KL rs9536314 variant
influencing mineral homeostasis and oxidative stress in diabetic CKD
Alfayadh Karrar, Dehghan Gholamreza, Khosroshahi Hamid Tayebi and Haghi Mehdi
Res. J. Biotech.; Vol. 21(2); 126-136;
doi: https://doi.org/10.25303/212rjbt1260136; (2026)
Abstract
Chronic kidney disease (CKD), often accompanied by mineral and bone disorders, is
worsened by diabetes. The Klotho-Fibroblast growth factor 23 (KL-FGF23) axis regulates
calcium and phosphorus balance and is linked to CKD progression. This study investigated
the rs9536314 KL gene polymorphism, serum KL and FGF23 levels, oxidative stress
and bone markers in pre-dialysis diabetic CKD patients. A total of 100 subjects,
comprising of 50 pre-dialysis diabetic patients and 50 healthy people, were enrolled
in the present cross-sectional study. Patients showed significantly reduced serum
KL (2.55±0.77 ng/mL vs. 4.51±0.65 ng/mL, P < 0.001) and elevated FGF23 (84.96±9.62
ng/mL vs. 22.83±6.74 ng/mL, P < 0.001) compared to the control group. In addition,
patients exhibited higher parathyroid hormone and phosphorus levels, indicating
disturbed mineral homeostasis.
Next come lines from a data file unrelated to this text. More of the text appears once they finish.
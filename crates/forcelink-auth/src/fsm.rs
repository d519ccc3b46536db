//! Session lifecycle state machine using rust-fsm.
//!
//! The machine is the single authority on which lifecycle steps are legal;
//! the controller consumes inputs and maps illegal transitions to errors
//! instead of deriving state from storage checks.
//!
//! ## State Diagram
//!
//! ```text
//! ┌─────────────────┐  TokenRestored / LoginCompleted  ┌─────────────────┐
//! │ Unauthenticated │ ───────────────────────────────► │  Authenticated  │
//! └─────────────────┘                                  └───────┬─────────┘
//!          ▲                                                   │
//!          │ RefreshRejected          RefreshStarted │         │ LogoutRequested
//!          │                                         ▼         ▼
//!          │                                ┌────────────┐ ┌────────────┐
//!          ├─────────────────────────────── │ Refreshing │ │ LoggingOut │
//!          │                                └──────┬─────┘ └─────┬──────┘
//!          │     RefreshSucceeded / RefreshDeferred │            │
//!          │              (back to Authenticated) ◄─┘            │
//!          └─────────────────────────────────────────────────────┘
//!                              LogoutComplete
//! ```

use rust_fsm::*;
use serde::{Deserialize, Serialize};

// Define the FSM using rust-fsm's declarative macro. This generates a module
// `session_machine` with:
// - session_machine::State (enum)
// - session_machine::Input (enum)
// - session_machine::StateMachine (type alias)
// - session_machine::Impl (trait impl)
state_machine! {
    #[derive(Debug, Clone, PartialEq, Eq)]
    pub session_machine(Unauthenticated)

    Unauthenticated => {
        TokenRestored => Authenticated,
        LoginCompleted => Authenticated
    },
    Authenticated => {
        // A second login replaces the current session
        LoginCompleted => Authenticated,
        RefreshStarted => Refreshing,
        LogoutRequested => LoggingOut
    },
    Refreshing => {
        RefreshSucceeded => Authenticated,
        // Provider unreachable: the session is kept and the refresh is
        // postponed to the caller's next attempt
        RefreshDeferred => Authenticated,
        RefreshRejected => Unauthenticated
    },
    LoggingOut => {
        LogoutComplete => Unauthenticated
    }
}

// Re-export the generated types with clearer names
pub use session_machine::Input as SessionMachineInput;
pub use session_machine::State as SessionMachineState;
pub use session_machine::StateMachine as SessionMachine;

/// Externally observable session state.
///
/// Refresh and logout are atomic from the caller's perspective, so the
/// internal `Refreshing`/`LoggingOut` machine states collapse onto
/// `Authenticated` here: the session still holds a token until the
/// operation reaches a definitive outcome.
#[derive(Debug, Clone, Copy, PartialEq, Eq, Serialize, Deserialize)]
#[serde(rename_all = "snake_case")]
pub enum SessionState {
    /// No token held; the user must log in.
    Unauthenticated,
    /// A token is held and usable for protected calls.
    Authenticated,
}

impl SessionState {
    /// Returns true if the session holds a token.
    pub fn is_authenticated(&self) -> bool {
        matches!(self, SessionState::Authenticated)
    }
}

impl From<&SessionMachineState> for SessionState {
    fn from(state: &SessionMachineState) -> Self {
        match state {
            SessionMachineState::Unauthenticated => SessionState::Unauthenticated,
            SessionMachineState::Authenticated
            | SessionMachineState::Refreshing
            | SessionMachineState::LoggingOut => SessionState::Authenticated,
        }
    }
}
//! Session token record and redirect/refresh parsing.
//!
//! A login produces a redirect to the configured URI with all token fields
//! carried in the URL fragment. Parsing is total: unparsable input yields
//! empty fields, never an error, so a malformed redirect surfaces as a token
//! that fails downstream authentication rather than a crash in the browser
//! callback path.

use crate::client::RefreshResponse;
use crate::config::ConnectedApp;
use crate::error::AuthResult;
use serde::{Deserialize, Serialize};
use std::collections::HashMap;

/// Token issued by the identity provider for one authenticated user.
///
/// `refresh_token` is set once at login and never rotated by the provider;
/// every other credential field is overwritten wholesale on refresh. The
/// community fields are blank for non-community logins.
#[derive(Debug, Clone, PartialEq, Eq, Serialize, Deserialize)]
pub struct AuthToken {
    /// Pre-fragment portion of the callback URL, captured at parse time
    pub redirect_uri: String,
    pub access_token: String,
    pub refresh_token: String,
    #[serde(default)]
    pub community_url: String,
    #[serde(default)]
    pub community_id: String,
    pub signature: String,
    /// Granted scopes, split from the provider's `+`-delimited string
    pub scope: Vec<String>,
    pub instance_url: String,
    /// Full identity-service URL; the user id is derived from it
    pub identity_url: String,
    pub token_type: String,
    pub issued_at: String,
}

impl AuthToken {
    /// End-user id: the path segment after the last `/` of the identity URL,
    /// or the whole value when there is no usable slash. Derived on every
    /// call so it can never drift from `identity_url`.
    pub fn uid(&self) -> &str {
        let url = &self.identity_url;
        match url.rfind('/') {
            Some(pos) if pos + 1 < url.len() => &url[pos + 1..],
            _ => url,
        }
    }

    /// Copy of this token with the credential fields replaced from a refresh
    /// response. `refresh_token`, `redirect_uri` and the community fields are
    /// untouched.
    pub fn apply_refresh(&self, response: &RefreshResponse) -> AuthToken {
        let mut refreshed = self.clone();
        refreshed.access_token = response.access_token.clone();
        refreshed.token_type = response.token_type.clone();
        refreshed.identity_url = response.id.clone();
        refreshed.issued_at = response.issued_at.clone();
        refreshed.instance_url = response.instance_url.clone();
        refreshed.signature = response.signature.clone();
        refreshed.scope = split_scope(&response.scope);
        refreshed
    }

    /// Serialize for the token store.
    pub fn to_json(&self) -> AuthResult<String> {
        Ok(serde_json::to_string(self)?)
    }

    /// Deserialize a stored token.
    pub fn from_json(raw: &str) -> AuthResult<AuthToken> {
        Ok(serde_json::from_str(raw)?)
    }
}

/// True iff `url` is the configured login redirect. Case-sensitive prefix
/// match, no normalization.
pub fn is_redirect_reached(app: &ConnectedApp, url: &str) -> bool {
    url.starts_with(app.redirect_uri())
}

/// Parse a login redirect URL into a token.
///
/// Everything before the first `#` is the captured redirect URI; the
/// fragment is `&`-separated `key=value` pairs with keys and values
/// percent-decoded independently. Missing keys map to empty fields.
pub fn parse_login_redirect(url: &str) -> AuthToken {
    let (redirect_uri, fragment) = match url.split_once('#') {
        Some((before, after)) => (before, after),
        None => (url, ""),
    };

    let mut vars: HashMap<String, String> = HashMap::new();
    for pair in fragment.split('&') {
        let mut parts = pair.split('=');
        let first = parts.next().unwrap_or("");
        let last = parts.last().unwrap_or(first);
        vars.insert(percent_decode(first), percent_decode(last));
    }

    let field = |key: &str| vars.get(key).cloned().unwrap_or_default();

    AuthToken {
        redirect_uri: redirect_uri.to_string(),
        access_token: field("access_token"),
        refresh_token: field("refresh_token"),
        community_url: field("sfdc_community_url"),
        community_id: field("sfdc_community_id"),
        signature: field("signature"),
        scope: vars.get("scope").map(|s| split_scope(s)).unwrap_or_default(),
        instance_url: field("instance_url"),
        identity_url: field("id"),
        token_type: field("token_type"),
        issued_at: field("issued_at"),
    }
}

fn split_scope(raw: &str) -> Vec<String> {
    raw.split('+').map(str::to_string).collect()
}

/// Decode `%XX` escapes. `+` is left alone: the scope grammar splits on the
/// literal character after decoding.
fn percent_decode(s: &str) -> String {
    let mut bytes = Vec::new();
    let mut chars = s.chars();

    while let Some(c) = chars.next() {
        if c == '%' {
            let hex: String = chars.by_ref().take(2).collect();
            if let Ok(byte) = u8::from_str_radix(&hex, 16) {
                bytes.push(byte);
            }
        } else {
            let mut buf = [0u8; 4];
            bytes.extend_from_slice(c.encode_utf8(&mut buf).as_bytes());
        }
    }

    String::from_utf8_lossy(&bytes).to_string()
}
//! In-memory slot implementation.

use crate::{StoreResult, TokenSlot};
use std::sync::Mutex;

/// Process-local token slot. Contents are lost when the process exits.
#[derive(Default)]
pub struct MemoryTokenSlot {
    value: Mutex<Option<String>>,
}

impl MemoryTokenSlot {
    /// Create an empty slot.
    pub fn new() -> Self {
        Self::default()
    }
}

impl TokenSlot for MemoryTokenSlot {
    fn get(&self) -> StoreResult<Option<String>> {
        Ok(self.value.lock().unwrap().clone())
    }

    fn set(&self, value: &str) -> StoreResult<()> {
        *self.value.lock().unwrap() = Some(value.to_string());
        Ok(())
    }
}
Oxidative stress markers, including malondialdehyde
and pro-oxidant/antioxidant balance, were significantly elevated, whereas glutathione
peroxidase activity was reduced in pre-dialysis patients, depicting a pronounced
oxidative stress state.
Genetic analysis of the rs9536314 KL polymorphism revealed no significant differences
in genotype or allele frequencies between groups (TT: OR = 0.77, 95% CI: 0.33–1.75;
TG: OR = 1.40, 95% CI: 0.63–3.11; GG: OR = 0.65, 95% CI: 0.10–4.08; allele G: OR
= 0.99, 95% CI: 0.55–1.78; all P > 0.4), indicating that this polymorphism may not
directly contribute to diabetic pathogenesis in pre-dialysis patients. Overall,
while the KL rs9536314 polymorphism did not show a significant association with
disease risk, the pronounced alterations in Klotho, FGF23 and oxidative stress markers
reveal their potential role as biomarkers and therapeutic targets in CKD progression.